Quote from: Gronan of Simmerya;1024949Well, I don't think you LITERALLY mean launching our troops off catapults.  :D  Though if we'd tried, Phil would have laughed himself sick, and then splattered our innards all over the landscape.

Knowing you as I do, I suspect what you mean is gritting your teeth and taking the chance.  And yeah, that seems to be unpopular in a lot of places.  Somebody around here just recently said "one person wins, one person loses, how is that fun?"  You mean, like most games throughout history?

What seems to me to be missing any more is "dicing with Fate."  You know, the soldier's gamble; you train, you make your battle plans, and then it is in the laps of the Gods.  Lots of people seem to want the dice to be loaded; they don't want it to be possible to lose their ante into the pot.

Or to use a different metaphor, "reward is proportional to risk" seems to have gone out of fashion.  I've seen an astounding number of people say that they want guaranteed success.  There is a group that frankly says the referee cannot kill their character.  The notion that "the more dangerous the battle, the sweeter the victory" is "old fashioned" or "grognardism" or whateverthehell.  It's not your imagination, and yeah, it's kind of disheartening.

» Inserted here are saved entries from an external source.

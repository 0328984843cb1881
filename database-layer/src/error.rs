use error_common::{codes, RustCareError};
use thiserror::Error;

/// PostgreSQL SQLSTATE for unique_violation
const UNIQUE_VIOLATION: &str = "23505";

#[derive(Error, Debug)]
pub enum DatabaseError {
    #[error("Connection failed: {0}")]
    ConnectionFailed(String),

    #[error("Query failed: {0}")]
    QueryFailed(String),

    #[error("Database error: {0}")]
    SqlxError(#[from] sqlx::Error),

    #[error("Internal error: {0}")]
    InternalError(#[from] anyhow::Error),
}

impl DatabaseError {
    /// Unique-constraint name when this error is a unique violation
    pub fn unique_violation(&self) -> Option<String> {
        match self {
            Self::SqlxError(sqlx::Error::Database(db)) if db.code().as_deref() == Some(UNIQUE_VIOLATION) => {
                Some(db.constraint().unwrap_or_default().to_string())
            }
            _ => None,
        }
    }

    pub fn code(&self) -> &'static str {
        match self {
            Self::ConnectionFailed(_) => codes::database::CONNECTION_FAILED,
            _ if self.unique_violation().is_some() => codes::database::CONSTRAINT_VIOLATION,
            _ => codes::database::QUERY_FAILED,
        }
    }
}

impl From<DatabaseError> for RustCareError {
    fn from(err: DatabaseError) -> Self {
        RustCareError::database(err.code(), err.to_string())
    }
}

pub type DatabaseResult<T> = Result<T, DatabaseError>;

The obsession with numbers is a subject for a bit later.

If we'd tried that stunt, Phil would have had us roll for the slight chance that it might just work - he was always fair about things like that, as we found out.

I agree with your points. One of the players in the 5e group lost three PCs dead in a row during one game session, and was - to his credit, I think - not all that worried about it. He had alternate PCs, which the GM sequenced in, and then gritted his teeth and waded right in on the foes yet again. I thought that was good form, and that 5e is pretty lethal for beginning PCs. Everybody is a lot more careful now, and anyone getting killed is a Very Bad Thing; I have no idea if I've been part of that, or what.

We always did things knowing full well that we were risking everything, all the time. That seems to be an obsolete concept in gaming.

chirine ba kal

Quote from: David Johansen;1024957Honestly, that one was mandatory in English class.  Probably too dark for today's safe schools.  Makes me worry for the modern generation.

For all that, in my Hogwarts campaign the Defense Against the Dark Arts teachers were, Kent Neilson (Doctor Fate), John Constantine (Hellblazer), Miss Marple (Agatha Christie), Alan Moore (Watchmen, V for Vendtta, Chaos Magician), and adult Wednesday Adams.  They didn't get any of them.

Dear God. Now I know I'm in the wrong hobby.

AsenRG

#2318
Quote from: Gronan of Simmerya;1024949Well, I don't think you LITERALLY mean launching our troops off catapults.  :D  Though if we'd tried, Phil would have laughed himself sick, and then splattered our innards all over the landscape.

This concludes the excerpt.